• [Work order]: Return the full listing exactly as it is written.

• [Extracted data]:
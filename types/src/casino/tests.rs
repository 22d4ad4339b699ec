use super::*;
use crate::AccountId;

#[test]
fn test_wager_parsing() {
    assert_eq!("a".parse::<Wager>().unwrap(), Wager::All);
    assert_eq!("ALL".parse::<Wager>().unwrap(), Wager::All);
    assert_eq!("250".parse::<Wager>().unwrap(), Wager::Amount(250));
    assert_eq!(" 99.9 ".parse::<Wager>().unwrap(), Wager::Amount(99));
    assert!("-5".parse::<Wager>().is_err());
    assert!("ten".parse::<Wager>().is_err());
    assert!("NaN".parse::<Wager>().is_err());
}

#[test]
fn test_wheel_bet_parsing() {
    assert_eq!(
        "Red".parse::<WheelBet>().unwrap(),
        WheelBet::Color(Color::Red)
    );
    assert_eq!("0".parse::<WheelBet>().unwrap(), WheelBet::Number(0));
    assert_eq!("36".parse::<WheelBet>().unwrap(), WheelBet::Number(36));
    assert!("37".parse::<WheelBet>().is_err());
    assert!("purple".parse::<WheelBet>().is_err());
}

#[test]
fn test_wheel_colors() {
    assert_eq!(Color::of(0), Color::Green);
    assert_eq!(Color::of(7), Color::Red);
    assert_eq!(Color::of(36), Color::Black);
}

#[test]
fn test_multiplier_parsing() {
    assert_eq!(
        "2.5x".parse::<Multiplier>().unwrap(),
        Multiplier::from_hundredths(250)
    );
    assert_eq!(
        "3".parse::<Multiplier>().unwrap(),
        Multiplier::from_hundredths(300)
    );
    assert_eq!(
        "1.019".parse::<Multiplier>().unwrap(),
        Multiplier::from_hundredths(101)
    );
    assert!("-2".parse::<Multiplier>().is_err());
    assert_eq!(Multiplier::from_hundredths(150).to_string(), "1.50x");
    assert_eq!(Multiplier::from_hundredths(150).apply(100), 150);
    assert_eq!(Multiplier::from_hundredths(333).apply(10), 33);
}

#[test]
fn test_box_tables() {
    for tier in BoxTier::ALL {
        let total: u32 = tier.rewards().iter().map(|r| r.weight).sum();
        assert_eq!(total, 100, "{tier} weights");
    }
    assert_eq!("rara".parse::<BoxTier>().unwrap(), BoxTier::Rare);
    assert_eq!(BoxTier::Crazy.price(), 100_000);
}

#[test]
fn test_buff_keys_round_trip() {
    for kind in BuffKind::ALL {
        assert_eq!(BuffKind::from_key(kind.key()), Some(kind));
    }
    assert_eq!(BuffKind::from_key("unknown"), None);
}

#[test]
fn test_leaderboard_update() {
    let mut leaderboard = Leaderboard::default();

    for i in 0..15u64 {
        leaderboard.update(AccountId::new(format!("player{i}")), (i + 1) * 1000);
    }

    // Should only keep top 10
    assert_eq!(leaderboard.entries.len(), 10);

    // Should be sorted by balance descending
    for i in 0..9 {
        assert!(leaderboard.entries[i].balance >= leaderboard.entries[i + 1].balance);
    }
    assert_eq!(leaderboard.entries[0].account, AccountId::from("player14"));

    // Ranks should be 1-10
    for (i, entry) in leaderboard.entries.iter().enumerate() {
        assert_eq!(entry.rank, (i + 1) as u32);
    }

    // Re-ranking an existing account replaces its entry
    leaderboard.update(AccountId::from("player5"), 1_000_000);
    assert_eq!(leaderboard.entries[0].account, AccountId::from("player5"));
    assert_eq!(leaderboard.entries.len(), 10);
}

• [Output for this task]:
filename types/src/casino/tests.rs
repository 22d4ad4339b699ec
use super::*;
use crate::AccountId;

#[test]
fn test_wager_parsing() {
    assert_eq!("a".parse::<Wager>().unwrap(), Wager::All);
    assert_eq!("ALL".parse::<Wager>().unwrap(), Wager::All);
    assert_eq!("250".parse::<Wager>().unwrap(), Wager::Amount(250));
    assert_eq!(" 99.9 ".parse::<Wager>().unwrap(), Wager::Amount(99));
    assert!("-5".parse::<Wager>().is_err());
    assert!("ten".parse::<Wager>().is_err());
    assert!("NaN".parse::<Wager>().is_err());
}

#[test]
fn test_wheel_bet_parsing() {
    assert_eq!(
        "Red".parse::<WheelBet>().unwrap(),
        WheelBet::Color(Color::Red)
    );
    assert_eq!("0".parse::<WheelBet>().unwrap(), WheelBet::Number(0));
    assert_eq!("36".parse::<WheelBet>().unwrap(), WheelBet::Number(36));
    assert!("37".parse::<WheelBet>().is_err());
    assert!("purple".parse::<WheelBet>().is_err());
}

#[test]
fn test_wheel_colors() {
    assert_eq!(Color::of(0), Color::Green);
    assert_eq!(Color::of(7), Color::Red);
    assert_eq!(Color::of(36), Color::Black);
}

#[test]
fn test_multiplier_parsing() {
    assert_eq!(
        "2.5x".parse::<Multiplier>().unwrap(),
        Multiplier::from_hundredths(250)
    );
    assert_eq!(
        "3".parse::<Multiplier>().unwrap(),
        Multiplier::from_hundredths(300)
    );
    assert_eq!(
        "1.019".parse::<Multiplier>().unwrap(),
        Multiplier::from_hundredths(101)
    );
    assert!("-2".parse::<Multiplier>().is_err());
    assert_eq!(Multiplier::from_hundredths(150).to_string(), "1.50x");
    assert_eq!(Multiplier::from_hundredths(150).apply(100), 150);
    assert_eq!(Multiplier::from_hundredths(333).apply(10), 33);
}

#[test]
fn test_box_tables() {
    for tier in BoxTier::ALL {
        let total: u32 = tier.rewards().iter().map(|r| r.weight).sum();
        assert_eq!(total, 100, "{tier} weights");
    }
    assert_eq!("rara".parse::<BoxTier>().unwrap(), BoxTier::Rare);
    assert_eq!(BoxTier::Crazy.price(), 100_000);
}

#[test]
fn test_buff_keys_round_trip() {
    for kind in BuffKind::ALL {
        assert_eq!(BuffKind::from_key(kind.key()), Some(kind));
    }
    assert_eq!(BuffKind::from_key("unknown"), None);
}

#[test]
fn test_leaderboard_update() {
    let mut leaderboard = Leaderboard::default();

    for i in 0..15u64 {
        leaderboard.update(AccountId::new(format!("player{i}")), (i + 1) * 1000);
    }

    // Should only keep top 10
    assert_eq!(leaderboard.entries.len(), 10);

    // Should be sorted by balance descending
    for i in 0..9 {
        assert!(leaderboard.entries[i].balance >= leaderboard.entries[i + 1].balance);
    }
    assert_eq!(leaderboard.entries[0].account, AccountId::from("player14"));

    // Ranks should be 1-10
    for (i, entry) in leaderboard.entries.iter().enumerate() {
        assert_eq!(entry.rank, (i + 1) as u32);
    }

    // Re-ranking an existing account replaces its entry
    leaderboard.update(AccountId::from("player5"), 1_000_000);
    assert_eq!(leaderboard.entries[0].account, AccountId::from("player5"));
    assert_eq!(leaderboard.entries.len(), 10);
}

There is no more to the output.